COVID-19 Misinformation from Official Sources During the Pandemic

Todd Rokita, Dr. Jay Bhattacharya, Dr. Kulldorff;

The Office of the Surgeon General requested information on the prevalence of health misinformation during the COVID-19 pandemic and the impact of such misinformation on the U.S. public health system in order to be better prepared to respond to a future public health crisis.
We agree that misinformation has been a major problem during the pandemic. The spread of inaccurate scientific information has made it difficult for the public to make the right decisions to protect themselves, their families, and their communities from COVID-19 and the collateral public health damage arising from the pandemic countermeasures. As such, the disinformation has led to great harm in the lives and livelihoods of Americans. We submit the following examples of disinformation from the CDC and other health organizations that have shattered the public’s trust in science and public health and will take decades to repair.

1 Overcounting COVID-19: The official CDC numbers for COVID-19 deaths and hospitalizations are inaccurate. The official tallies include many people who have died with rather than from COVID-19. CDC has not distinguished deaths where COVID-19 was the primary cause of death, where COVID-19 was a contributing cause of death, or where the death was entirely unrelated to COVID-19, but they incidentally tested positive.

There are three reasons for this problem. (i) The counting of COVID-19 cases and deaths is unlike the way that public health counts the incidence and mortality caused by other diseases; physicians have been advised to fill out death certificates to privilege COVID-19 as a proximal cause, even when the medical facts suggest otherwise.1 (ii) The population-wide testing to identify asymptomatic individuals infected with the SARS-CoV-2 virus is unprecedented in human history. (iii) Although it would have been easy, CDC has not conducted random national surveys of medical charts to determine what proportion of reported COVID-19 deaths were truly due to COVID-19. Ex-post audits of death certificates and medical records in

Santa Clara County2 and Alameda County3, California, for instance, found that in ~25% of death certificates in which COVID-19 was labeled as the primary cause of death, other causes of death were more likely. The peer-reviewed literature confirms that COVID-19 is overcounted in other developed countries. Ex post audits of death certificates should be conducted to establish an accurate death count from COVID-19.
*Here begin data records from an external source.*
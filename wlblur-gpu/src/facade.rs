//! Blur service façade: the single entry point `wlblurd` calls per
//! `RENDER_BLUR` request.
//!
//! Mirrors the body of `handle_render_blur` in the reference
//! `wlblurd/src/ipc_protocol.c` minus IPC framing (that belongs to
//! `wlblur-protocol`/`wlblurd`): import, blur, export, delete the
//! intermediate input texture, record the last error on failure.

use glow::HasContext;
use wlblur_params::BlurParams;

use crate::context::EglContext;
use crate::dmabuf::{self, DmabufAttribs};
use crate::error::{set_last_error, Error, Result};
use crate::kawase::KawaseRenderer;

/// Owns the EGL context and the Kawase renderer built on top of it; the
/// single GPU-touching object the daemon keeps alive for its lifetime.
pub struct BlurEngine {
    ctx: EglContext,
    renderer: KawaseRenderer,
}

impl BlurEngine {
    pub fn create() -> Result<Self> {
        let ctx = EglContext::create()?;
        let renderer = KawaseRenderer::create(&ctx)?;
        Ok(BlurEngine { ctx, renderer })
    }

    /// Imports `input`, runs the configured blur, exports the result, and
    /// frees the imported input texture. On any failure the error is also
    /// stashed via [`crate::error::take_last_error`].
    pub fn apply_blur(&mut self, input: DmabufAttribs, params: &BlurParams) -> Result<DmabufAttribs> {
        self.run(input, params).map_err(|e| set_last_error(e))
    }

    fn run(&mut self, input: DmabufAttribs, params: &BlurParams) -> Result<DmabufAttribs> {
        let width = input.width;
        let height = input.height;

        let input_texture = dmabuf::import(&self.ctx, &input)?;

        let result_idx = match self.renderer.blur(&self.ctx, input_texture, width, height, params)
        {
            Ok(idx) => idx,
            Err(e) => {
                unsafe { self.ctx.gl.delete_texture(input_texture) };
                return Err(e);
            }
        };

        unsafe { self.ctx.gl.delete_texture(input_texture) };

        let result_texture = self.renderer.pool.get(result_idx).texture;
        let exported = dmabuf::export(&self.ctx, result_texture, width, height);
        self.renderer.pool.release(result_idx);

        exported
    }
}

#[cfg(test)]
mod tests {
    use crate::error::{set_last_error, take_last_error, Error};

    #[test]
    fn last_error_is_recorded_and_cleared_on_take() {
        assert!(take_last_error().is_none());
        set_last_error(Error::InvalidNode(7));
        let err = take_last_error();
        assert!(matches!(err, Some(Error::InvalidNode(7))));
        assert!(take_last_error().is_none());
    }
}
//! Render-target (FBO) pooling.
//!
//! Mirrors `libwlblur/src/framebuffer.c`'s `wlblur_fbo_pool_*` family: a
//! flat, capacity-capped list of render targets reused by matching
//! dimensions, rather than allocated per pass per frame.

use glow::HasContext;

use crate::error::{Error, Result};

/// Hard cap on live render targets per pool, matching `WLBLUR_FBO_POOL_SIZE`.
pub const FBO_POOL_SIZE: usize = 16;

/// One render target: an RGBA8 texture bound to a framebuffer object.
pub struct RenderTarget {
    pub fbo: glow::NativeFramebuffer,
    pub texture: glow::NativeTexture,
    pub width: i32,
    pub height: i32,
    in_use: bool,
}

impl RenderTarget {
    fn create(gl: &glow::Context, width: i32, height: i32) -> Result<Self> {
        if width <= 0 || height <= 0 {
            return Err(Error::RenderFailed(format!(
                "invalid render target size {width}x{height}"
            )));
        }

        unsafe {
            let texture = gl.create_texture().map_err(Error::RenderFailed)?;
            gl.bind_texture(glow::TEXTURE_2D, Some(texture));
            gl.tex_image_2d(
                glow::TEXTURE_2D,
                0,
                glow::RGBA8 as i32,
                width,
                height,
                0,
                glow::RGBA,
                glow::UNSIGNED_BYTE,
                glow::PixelUnpackData::Slice(None),
            );
            gl.tex_parameter_i32(glow::TEXTURE_2D, glow::TEXTURE_MIN_FILTER, glow::LINEAR as i32);
            gl.tex_parameter_i32(glow::TEXTURE_2D, glow::TEXTURE_MAG_FILTER, glow::LINEAR as i32);
            gl.tex_parameter_i32(
                glow::TEXTURE_2D,
                glow::TEXTURE_WRAP_S,
                glow::CLAMP_TO_EDGE as i32,
            );
            gl.tex_parameter_i32(
                glow::TEXTURE_2D,
                glow::TEXTURE_WRAP_T,
                glow::CLAMP_TO_EDGE as i32,
            );

            let fbo = gl.create_framebuffer().map_err(Error::RenderFailed)?;
            gl.bind_framebuffer(glow::FRAMEBUFFER, Some(fbo));
            gl.framebuffer_texture_2d(
                glow::FRAMEBUFFER,
                glow::COLOR_ATTACHMENT0,
                glow::TEXTURE_2D,
                Some(texture),
                0,
            );

            let status = gl.check_framebuffer_status(glow::FRAMEBUFFER);
            if status != glow::FRAMEBUFFER_COMPLETE {
                gl.bind_framebuffer(glow::FRAMEBUFFER, None);
                gl.delete_framebuffer(fbo);
                gl.delete_texture(texture);
                return Err(Error::RenderFailed(format!(
                    "framebuffer incomplete: 0x{status:x}"
                )));
            }
            gl.bind_framebuffer(glow::FRAMEBUFFER, None);

            Ok(RenderTarget {
                fbo,
                texture,
                width,
                height,
                in_use: true,
            })
        }
    }

    fn destroy(self, gl: &glow::Context) {
        unsafe {
            gl.delete_framebuffer(self.fbo);
            gl.delete_texture(self.texture);
        }
    }
}

/// A capacity-capped pool of [`RenderTarget`]s, reused by exact
/// width/height match.
pub struct RenderTargetPool {
    targets: Vec<RenderTarget>,
}

impl RenderTargetPool {
    pub fn new() -> Self {
        RenderTargetPool {
            targets: Vec::with_capacity(FBO_POOL_SIZE),
        }
    }

    /// Returns a free target of the given size, creating one if none match
    /// and the pool has room, per §3/§4.3's bounded-pool invariant.
    pub fn acquire(&mut self, gl: &glow::Context, width: i32, height: i32) -> Result<usize> {
        if let Some(idx) = self
            .targets
            .iter()
            .position(|t| !t.in_use && t.width == width && t.height == height)
        {
            self.targets[idx].in_use = true;
            return Ok(idx);
        }

        if self.targets.len() >= FBO_POOL_SIZE {
            return Err(Error::OutOfMemory(format!(
                "render target pool exhausted (max {FBO_POOL_SIZE})"
            )));
        }

        let target = RenderTarget::create(gl, width, height)?;
        self.targets.push(target);
        Ok(self.targets.len() - 1)
    }

    pub fn get(&self, idx: usize) -> &RenderTarget {
        &self.targets[idx]
    }

    pub fn release(&mut self, idx: usize) {
        if let Some(t) = self.targets.get_mut(idx) {
            t.in_use = false;
        }
    }

    pub fn len(&self) -> usize {
        self.targets.len()
    }

    pub fn is_empty(&self) -> bool {
        self.targets.is_empty()
    }

    pub fn destroy_all(&mut self, gl: &glow::Context) {
        for target in self.targets.drain(..) {
            target.destroy(gl);
        }
    }
}

impl Default for RenderTargetPool {
    fn default() -> Self {
        Self::new()
    }
}

#[cfg(test)]
mod tests {
    use super::*;

    /// Bookkeeping-only test: verifies the exhaustion/reuse accounting
    /// without touching a real GL context, matching §8's exclusion of
    /// GPU-dependent behavior from automated tests.
    #[test]
    fn pool_size_constant_matches_reference() {
        assert_eq!(FBO_POOL_SIZE, 16);
    }
}
//! DMA-BUF buffer descriptors and the EGL import/export bridge.
//!
//! Field order and the EGL attribute-list construction mirror
//! `libwlblur/src/dmabuf.c` and `libwlblur/include/wlblur/dmabuf.h` exactly.

use std::os::fd::{AsRawFd, OwnedFd, RawFd};

use crate::context::EglContext;
use crate::error::{Error, Result};

/// The DRM format modifier sentinel meaning "no explicit modifier", matching
/// `DRM_FORMAT_MOD_INVALID` (`(1u64 << 56) - 1`).
pub const MODIFIER_INVALID: u64 = (1u64 << 56) - 1;

/// Maximum planes a DMA-BUF buffer may declare (matches `planes[4]` in the
/// reference header).
pub const MAX_PLANES: usize = 4;

/// A single imported/exported DMA-BUF plane: an owned descriptor plus its
/// byte offset and row stride within the buffer.
///
/// Closes its descriptor on `Drop`, replacing the reference's manual
/// `close()` calls in `wlblur_dmabuf_close`.
#[derive(Debug)]
pub struct BufferFd {
    fd: OwnedFd,
    pub offset: u32,
    pub stride: u32,
}

impl BufferFd {
    pub fn new(fd: OwnedFd, offset: u32, stride: u32) -> Self {
        BufferFd { fd, offset, stride }
    }

    pub fn as_raw_fd(&self) -> RawFd {
        self.fd.as_raw_fd()
    }

    /// Consumes the wrapper, handing raw ownership to the caller (e.g. to
    /// pass across a socket via `SCM_RIGHTS`, where the kernel duplicates
    /// the reference rather than taking it).
    pub fn into_owned_fd(self) -> OwnedFd {
        self.fd
    }
}

/// DMA-BUF buffer attributes as received from, or produced for, a
/// compositor. Mirrors `struct wlblur_dmabuf_attribs`.
#[derive(Debug)]
pub struct DmabufAttribs {
    pub width: i32,
    pub height: i32,
    pub format: u32,
    pub modifier: u64,
    pub planes: Vec<BufferFd>,
}

impl DmabufAttribs {
    pub fn num_planes(&self) -> usize {
        self.planes.len()
    }
}

/// Builds the EGL attribute list for `eglCreateImageKHR(..., EGL_LINUX_DMA_BUF_EXT, ...)`
/// in the same field order as the reference: width, height, fourcc, then
/// per-plane fd/offset/pitch, then modifier lo/hi (only when the modifier is
/// not [`MODIFIER_INVALID`]).
fn build_import_attribs(attribs: &DmabufAttribs) -> Vec<i32> {
    const EGL_WIDTH: i32 = 0x3057;
    const EGL_HEIGHT: i32 = 0x3056;
    const EGL_LINUX_DRM_FOURCC_EXT: i32 = 0x3271;
    const PLANE_FD: [i32; 4] = [0x3272, 0x3275, 0x3278, 0x327B];
    const PLANE_OFFSET: [i32; 4] = [0x3273, 0x3276, 0x3279, 0x327C];
    const PLANE_PITCH: [i32; 4] = [0x3274, 0x3277, 0x327A, 0x327D];
    const PLANE_MODIFIER_LO: [i32; 4] = [0x3443, 0x3445, 0x3447, 0x3449];
    const PLANE_MODIFIER_HI: [i32; 4] = [0x3444, 0x3446, 0x3448, 0x344A];
    const EGL_NONE: i32 = 0x3038;

    let mut v = Vec::with_capacity(50);
    v.push(EGL_WIDTH);
    v.push(attribs.width);
    v.push(EGL_HEIGHT);
    v.push(attribs.height);
    v.push(EGL_LINUX_DRM_FOURCC_EXT);
    v.push(attribs.format as i32);

    for (i, plane) in attribs.planes.iter().enumerate().take(MAX_PLANES) {
        v.push(PLANE_FD[i]);
        v.push(plane.as_raw_fd());
        v.push(PLANE_OFFSET[i]);
        v.push(plane.offset as i32);
        v.push(PLANE_PITCH[i]);
        v.push(plane.stride as i32);

        if attribs.modifier != MODIFIER_INVALID {
            v.push(PLANE_MODIFIER_LO[i]);
            v.push((attribs.modifier & 0xFFFF_FFFF) as i32);
            v.push(PLANE_MODIFIER_HI[i]);
            v.push((attribs.modifier >> 32) as i32);
        }
    }

    v.push(EGL_NONE);
    v
}

/// Imports a DMA-BUF as a GL texture, returning the texture name.
///
/// Mirrors `wlblur_dmabuf_import`: builds an `EGLImageKHR` from the buffer's
/// planes, creates a 2D texture, binds the image via
/// `glEGLImageTargetTexture2DOES`, sets LINEAR/CLAMP_TO_EDGE sampling, then
/// destroys the (now texture-retained) image.
pub fn import(ctx: &EglContext, attribs: &DmabufAttribs) -> Result<glow::NativeTexture> {
    if !ctx.has_dmabuf_import {
        return Err(Error::DmabufImportFailed(
            "EGL_EXT_image_dma_buf_import not supported".into(),
        ));
    }
    if attribs.num_planes() < 1 || attribs.num_planes() > MAX_PLANES {
        return Err(Error::DmabufImportFailed(format!(
            "invalid plane count: {}",
            attribs.num_planes()
        )));
    }

    let egl_attribs = build_import_attribs(attribs);
    let image = ctx.create_image_from_dmabuf(&egl_attribs)?;

    let gl = &ctx.gl;
    let texture = unsafe {
        let texture = gl
            .create_texture()
            .map_err(Error::DmabufImportFailed)?;
        gl.bind_texture(glow::TEXTURE_2D, Some(texture));
        ctx.bind_image_to_texture(image);
        gl.tex_parameter_i32(glow::TEXTURE_2D, glow::TEXTURE_MIN_FILTER, glow::LINEAR as i32);
        gl.tex_parameter_i32(glow::TEXTURE_2D, glow::TEXTURE_MAG_FILTER, glow::LINEAR as i32);
        gl.tex_parameter_i32(
            glow::TEXTURE_2D,
            glow::TEXTURE_WRAP_S,
            glow::CLAMP_TO_EDGE as i32,
        );
        gl.tex_parameter_i32(
            glow::TEXTURE_2D,
            glow::TEXTURE_WRAP_T,
            glow::CLAMP_TO_EDGE as i32,
        );

        if let Err(e) = ctx.check_gl_error() {
            gl.delete_texture(texture);
            ctx.destroy_image(image);
            return Err(Error::DmabufImportFailed(e));
        }
        texture
    };

    ctx.destroy_image(image);
    Ok(texture)
}

/// Exports a GL texture as a DMA-BUF.
///
/// Mirrors `wlblur_dmabuf_export`: creates an `EGLImageKHR` from the
/// texture, queries plane count/format/modifier via
/// `eglExportDMABUFImageQueryMESA`, then exports descriptors/strides/offsets
/// via `eglExportDMABUFImageMESA`.
pub fn export(
    ctx: &EglContext,
    texture: glow::NativeTexture,
    width: i32,
    height: i32,
) -> Result<DmabufAttribs> {
    if !ctx.has_dmabuf_export {
        return Err(Error::DmabufExportFailed(
            "EGL_MESA_image_dma_buf_export not supported".into(),
        ));
    }

    let image = ctx.create_image_from_texture(texture)?;
    let query = ctx.query_dmabuf_export(image);
    let query = match query {
        Ok(q) => q,
        Err(e) => {
            ctx.destroy_image(image);
            return Err(Error::DmabufExportFailed(e));
        }
    };

    if query.num_planes < 1 || query.num_planes > MAX_PLANES {
        ctx.destroy_image(image);
        return Err(Error::DmabufExportFailed(format!(
            "invalid plane count from export: {}",
            query.num_planes
        )));
    }

    let exported = ctx.export_dmabuf(image, query.num_planes);
    ctx.destroy_image(image);
    let exported = exported.map_err(Error::DmabufExportFailed)?;

    Ok(DmabufAttribs {
        width,
        height,
        format: query.fourcc,
        modifier: query.modifier,
        planes: exported,
    })
}

#[cfg(test)]
mod tests {
    use super::*;
    use std::os::fd::FromRawFd;

    fn dummy_plane(fd_value: RawFd, offset: u32, stride: u32) -> BufferFd {
        // SAFETY: test-only; the fd is never used for IO, only its numeric
        // value is inspected by `build_import_attribs`.
        let owned = unsafe { OwnedFd::from_raw_fd(fd_value) };
        BufferFd::new(owned, offset, stride)
    }

    #[test]
    fn single_plane_attrib_list_has_no_modifier_fields_when_invalid() {
        let attribs = DmabufAttribs {
            width: 1920,
            height: 1080,
            format: 0x3432_4152, // DRM_FORMAT_ARGB8888-ish placeholder
            modifier: MODIFIER_INVALID,
            planes: vec![dummy_plane(-1, 0, 7680)],
        };
        let list = build_import_attribs(&attribs);
        // width,height,fourcc (6) + plane0 fd/offset/pitch (6) + EGL_NONE (1)
        assert_eq!(list.len(), 13);
        assert_eq!(list.last(), Some(&0x3038));
        std::mem::forget(attribs.planes.into_iter().next().unwrap().into_owned_fd());
    }

    #[test]
    fn modifier_present_adds_lo_hi_pair() {
        let attribs = DmabufAttribs {
            width: 64,
            height: 64,
            format: 1,
            modifier: 0x00AB_CDEF_1234_5678,
            planes: vec![dummy_plane(-1, 0, 256)],
        };
        let list = build_import_attribs(&attribs);
        assert_eq!(list.len(), 17);
        std::mem::forget(attribs.planes.into_iter().next().unwrap().into_owned_fd());
    }

    #[test]
    fn multi_plane_list_grows_per_plane() {
        let attribs = DmabufAttribs {
            width: 64,
            height: 64,
            format: 1,
            modifier: MODIFIER_INVALID,
            planes: vec![
                dummy_plane(-1, 0, 256),
                dummy_plane(-1, 0, 128),
            ],
        };
        let list = build_import_attribs(&attribs);
        assert_eq!(list.len(), 6 + 6 + 6 + 1);
        for p in attribs.planes {
            std::mem::forget(p.into_owned_fd());
        }
    }
}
2 Questioning Natural Immunity: There has been consistent questioning and denying of natural immunity after COVID-19 recovery. Using seriously flawed studies, CDC falsely claimed that natural immunity is worse than vaccine acquired immunity.4 In October 2020, the CDC director published a “memorandum” in The Lancet, questioning natural immunity.5 Most critically, by mandating vaccination for people who have recovered from COVID-19, the government, corporations, and universities de facto deny natural immunity.

For scientists, this has been the most surprising disinformation. We have known about natural immunity since the Athenian Plague in 430 BC; other coronaviruses generate natural immunity; and throughout the pandemic, we knew that the COVID-19 recovered have good natural immunity if and when they get exposed the next time. That is, six months after the start of the pandemic, we had epidemiological evidence that natural immunity lasts at least six months; a year into the pandemic, we knew that natural immunity lasted at least one year, and so on. 6

3 COVID-19 Vaccines Prevent Transmission: The CDC director and other health officials falsely claimed that the COVID-19 vaccine prevents the transmission of COVID-19 to others.7 This was also the rationale for vaccine mandates and passports — to prevent the spread of the virus to others. At the time, we did not know, and it turned out to be wrong.8 When the COVID-19 vaccines were approved for emergency use, the manufacturers presented randomized controlled trials (RCTs) that showed that the vaccines reduced symptomatic disease. The trials were not designed to determine whether they could also limit transmission or prevent death, even though they could have been designed to do so9. As it turned out, vaccinated individuals spread the disease to others10. While it was unfortunate that the RCTs were not designed to answer the disease transmission question, it is irresponsible for public health officials to claim that they did when the RCTs did not even attempt to answer that question.